Exercise in heart failure with preserved ejection fraction (HFpEF) remains a hot topic, although current treatment strategies have not been shown to improve the long-term prognosis of HFpEF. Previous studies have mostly focused on the roles of endurance training, the mechanisms underlying long-term voluntary exercise have not been elucidated. The purpose of the present analysis was to evaluate alterations in cardiac function in HFpEF mice (HFpEF-Sed) after 6 weeks of voluntary running (HFpEF-Ex), investigate mechanisms, and compare the effects with fluoxetine (HFpEF-FLX).
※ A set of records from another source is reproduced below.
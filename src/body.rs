//! Request body encoding.
//!
//! A [`Body`] is either raw text, sent as-is, or a structured value, sent as
//! JSON. Either can be gzip-compressed. [`encode_body`] turns a body into an
//! [`EncodedBody`], which knows the payload bytes and the header changes that go
//! with them.

use crate::{mime, Error, Result};
use flate2::write::GzEncoder;
use flate2::Compression;
use http::header::{ACCEPT, CONTENT_ENCODING, CONTENT_LENGTH, CONTENT_TYPE, VARY};
use http::{HeaderMap, HeaderValue};
use serde::Serialize;
use std::io::Write;

/// The payload of a call.
///
/// Only two shapes are distinguished: text is passed through untouched, and
/// everything else is treated as a JSON-serializable value.
///
/// # Examples
///
/// ```
/// use fluentcall::Body;
/// use serde::Serialize;
///
/// #[derive(Serialize)]
/// struct CreateUser { name: String }
///
/// let text = Body::from("plain text");
/// assert!(!text.is_structured());
///
/// let json = Body::json(&CreateUser { name: "Alice".to_string() }).unwrap();
/// assert!(json.is_structured());
/// ```
#[derive(Debug, Clone, PartialEq)]
pub enum Body {
    /// Raw text, sent byte for byte. The content type is left to the caller.
    Text(String),

    /// A structured value, serialized as JSON with `Content-Type: application/json`.
    Json(serde_json::Value),
}

impl Body {
    /// Converts any serializable value into a [`Body::Json`].
    ///
    /// # Errors
    ///
    /// Returns [`Error::SerializationFailed`] if the value cannot be represented
    /// as JSON, for example a map with non-string keys.
    pub fn json<T: Serialize + ?Sized>(value: &T) -> Result<Self> {
        serde_json::to_value(value)
            .map(Body::Json)
            .map_err(|e| Error::SerializationFailed(e.to_string()))
    }

    /// Returns `true` for [`Body::Json`].
    pub fn is_structured(&self) -> bool {
        matches!(self, Body::Json(_))
    }

    fn to_bytes(&self) -> Result<Vec<u8>> {
        match self {
            Body::Text(text) => Ok(text.as_bytes().to_vec()),
            Body::Json(value) => {
                serde_json::to_vec(value).map_err(|e| Error::SerializationFailed(e.to_string()))
            }
        }
    }
}

impl From<String> for Body {
    fn from(text: String) -> Self {
        Body::Text(text)
    }
}

impl From<&str> for Body {
    fn from(text: &str) -> Self {
        Body::Text(text.to_string())
    }
}

impl From<serde_json::Value> for Body {
    fn from(value: serde_json::Value) -> Self {
        Body::Json(value)
    }
}

/// A body ready to be attached to a request.
#[derive(Debug, Clone, Default, PartialEq)]
pub struct EncodedBody {
    payload: Vec<u8>,
    gzipped: bool,
    structured: bool,
}

impl EncodedBody {
    /// The bytes to send.
    pub fn payload(&self) -> &[u8] {
        &self.payload
    }

    /// Consumes the encoded body, returning the bytes to send.
    pub fn into_payload(self) -> Vec<u8> {
        self.payload
    }

    /// Length of the payload in bytes. Zero when there is no body.
    pub fn content_length(&self) -> u64 {
        self.payload.len() as u64
    }

    /// Returns `true` if the payload is gzip-compressed.
    pub fn is_gzipped(&self) -> bool {
        self.gzipped
    }

    /// Applies the body's header changes.
    ///
    /// `Content-Length` is always set. A gzipped payload appends
    /// `Content-Encoding: gzip` and `Vary: Accept-Encoding`. A structured payload
    /// overrides `Content-Type` with `application/json`; a text payload leaves
    /// whatever content type is already present.
    pub fn apply_headers(&self, headers: &mut HeaderMap) {
        headers.insert(CONTENT_LENGTH, HeaderValue::from(self.content_length()));
        if self.gzipped {
            headers.append(CONTENT_ENCODING, HeaderValue::from_static(mime::GZIP));
            headers.append(VARY, HeaderValue::from_static("Accept-Encoding"));
        }
        if self.structured {
            headers.insert(CONTENT_TYPE, HeaderValue::from_static(mime::APPLICATION_JSON));
        }
    }
}

/// Encodes an optional body, gzip-compressing it when `gzip` is set.
///
/// An absent body encodes to an empty payload with a content length of zero.
///
/// # Errors
///
/// Returns [`Error::SerializationFailed`] if JSON serialization fails and
/// [`Error::CompressionFailed`] if the gzip stream cannot be written.
///
/// # Examples
///
/// ```
/// use fluentcall::{encode_body, Body};
/// use serde_json::json;
///
/// let encoded = encode_body(Some(&Body::from(json!({"key": "value"}))), false).unwrap();
/// assert_eq!(encoded.payload(), br#"{"key":"value"}"#);
///
/// let empty = encode_body(None, true).unwrap();
/// assert_eq!(empty.content_length(), 0);
/// ```
pub fn encode_body(body: Option<&Body>, gzip: bool) -> Result<EncodedBody> {
    let Some(body) = body else {
        return Ok(EncodedBody::default());
    };

    let raw = body.to_bytes()?;
    let payload = if gzip { gzip_compress(&raw)? } else { raw };

    Ok(EncodedBody {
        payload,
        gzipped: gzip,
        structured: body.is_structured(),
    })
}

/// Sets the headers every new request starts with.
///
/// `Accept: application/json` is appended and `Content-Type: application/json`
/// is set. Anything applied afterwards may override them.
pub fn apply_default_headers(headers: &mut HeaderMap) {
    headers.append(ACCEPT, HeaderValue::from_static(mime::APPLICATION_JSON));
    headers.insert(CONTENT_TYPE, HeaderValue::from_static(mime::APPLICATION_JSON));
}

fn gzip_compress(data: &[u8]) -> std::io::Result<Vec<u8>> {
    let mut encoder = GzEncoder::new(Vec::new(), Compression::default());
    encoder.write_all(data)?;
    encoder.finish()
}
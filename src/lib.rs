//! # Fluentcall - a fluent HTTP call builder
//!
//! Fluentcall configures a single outgoing HTTP request step by step (host,
//! path, query parameters, headers, method, body, compression) and executes it
//! through a pluggable transport, `reqwest::Client` by default. Responses can be
//! returned raw or decoded into a caller-provided target based on their
//! `Content-Type`.
//!
//! ## Quick Start
//!
//! ```no_run
//! use fluentcall::{CallContext, HttpCall};
//! use serde::{Deserialize, Serialize};
//! use std::time::Duration;
//!
//! #[derive(Serialize)]
//! struct CreateUser {
//!     name: String,
//!     email: String,
//! }
//!
//! #[derive(Deserialize, Default)]
//! struct User {
//!     id: u64,
//!     name: String,
//! }
//!
//! #[tokio::main]
//! async fn main() -> Result<(), fluentcall::Error> {
//!     let mut call = HttpCall::with_default_client("https://api.example.com")?;
//!     let ctx = CallContext::background().with_timeout(Duration::from_secs(30));
//!
//!     // POST a gzip-compressed JSON body and decode the JSON answer
//!     let mut created = User::default();
//!     let response = call
//!         .method("POST")
//!         .path("/users")
//!         .gzip(true)
//!         .json(&CreateUser {
//!             name: "Alice".to_string(),
//!             email: "alice@example.com".to_string(),
//!         })?
//!         .execute_and_decode(&ctx, &mut created)
//!         .await?;
//!     println!("{} -> created user {}", response.status_code, created.id);
//!
//!     // Reuse the same call for a raw GET; the previous body is gone
//!     let raw = call
//!         .method("GET")
//!         .path("/users")
//!         .param("name", "Alice")
//!         .execute(&ctx)
//!         .await?;
//!     println!("{}", raw.text().await?);
//!
//!     Ok(())
//! }
//! ```
//!
//! ## Request encoding
//!
//! - Every request starts with `Accept: application/json` and
//!   `Content-Type: application/json`. An explicit [`HttpCall::content_type`]
//!   replaces the latter, caller headers are appended last.
//! - A [`Body::Text`] body is sent verbatim; a [`Body::Json`] body is sent as
//!   JSON and forces `Content-Type: application/json`.
//! - With [`HttpCall::gzip`], the payload is gzip-compressed and
//!   `Content-Encoding: gzip` and `Vary: Accept-Encoding` are added.
//! - Query parameters are percent-encoded by default. [`QueryEncoding::Raw`]
//!   writes them verbatim, turning spaces into `+`.
//!
//! ## Response decoding
//!
//! [`HttpCall::execute_and_decode`] reads the whole body and picks a
//! [`Decoder`] from the `Content-Type`: `application/json` is deserialized,
//! `text/plain` and `text/html` are copied into string targets, and anything
//! else leaves the target untouched.
//!
//! ## Error Handling
//!
//! Errors fall into the categories of [`ErrorKind`], so "the response could not
//! be decoded" is easy to tell apart from "the request failed":
//!
//! ```no_run
//! use fluentcall::{CallContext, ErrorKind, HttpCall};
//!
//! # async fn example() -> Result<(), fluentcall::Error> {
//! let mut call = HttpCall::with_default_client("https://api.example.com")?;
//! let mut body = serde_json::Value::Null;
//! let result = call
//!     .method("GET")
//!     .execute_and_decode(&CallContext::background(), &mut body)
//!     .await;
//! match result {
//!     Ok(response) => println!("{}: {}", response.status_code, body),
//!     Err(e) if e.kind() == ErrorKind::Decode => eprintln!("Unreadable response: {}", e),
//!     Err(e) => eprintln!("Request failed: {}", e),
//! }
//! # Ok(())
//! # }
//! ```

pub mod body;
mod call;
mod context;
pub mod decoder;
mod error;
pub mod mime;
pub mod query;
mod response;
pub mod transport;

pub use body::{apply_default_headers, encode_body, Body, EncodedBody};
pub use call::{validate_method, HttpCall, ALLOWED_METHODS};
pub use context::CallContext;
pub use decoder::{select_decoder, Decoder};
pub use error::{Error, ErrorKind, Result};
pub use query::{encode_query, QueryEncoding, QueryParams};
pub use response::CallResponse;
pub use transport::Transport;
We found that voluntary exercise, instead of fluoxetine intervention, significantly improved left ventricular end-diastolic internal diameter (LVIDd) and the rate of change in anterior wall thickness (ATW) in HFpEF mice. The exercise capacity of HFpEF-Sed mice was significantly reduced, but prolonged voluntary running significantly reversed the expression of myocardial BNP, TNF-α, and IL-6, α-MHC, and β-MHC in HFpEF-Sed mice, along with myocardial fiber disorders accompanied by massive inflammatory cell infiltrates. Importantly, myocardial Complex III and Complex V, Mfn2, Drp1, p62, and LC3 II/I expression in HFpEF-Sed mice were all significantly different from those of normal mice, whereas voluntary exercise significantly reversed these expressions. These findings strongly suggest that long-term voluntary exercise is effective in avoiding acute and chronic energy stress in HFpEF-Sed mice, which is consistent with the mechanism of current first-line treatment for HFpEF. This notion was further supported by electron microscopy results, which showed no pathological features in cardiomyocyte mitochondrial morphology after prolonged voluntary exercise. Additionally, fluoxetine was found to inhibit depressive-like behavior in HFpEF mice.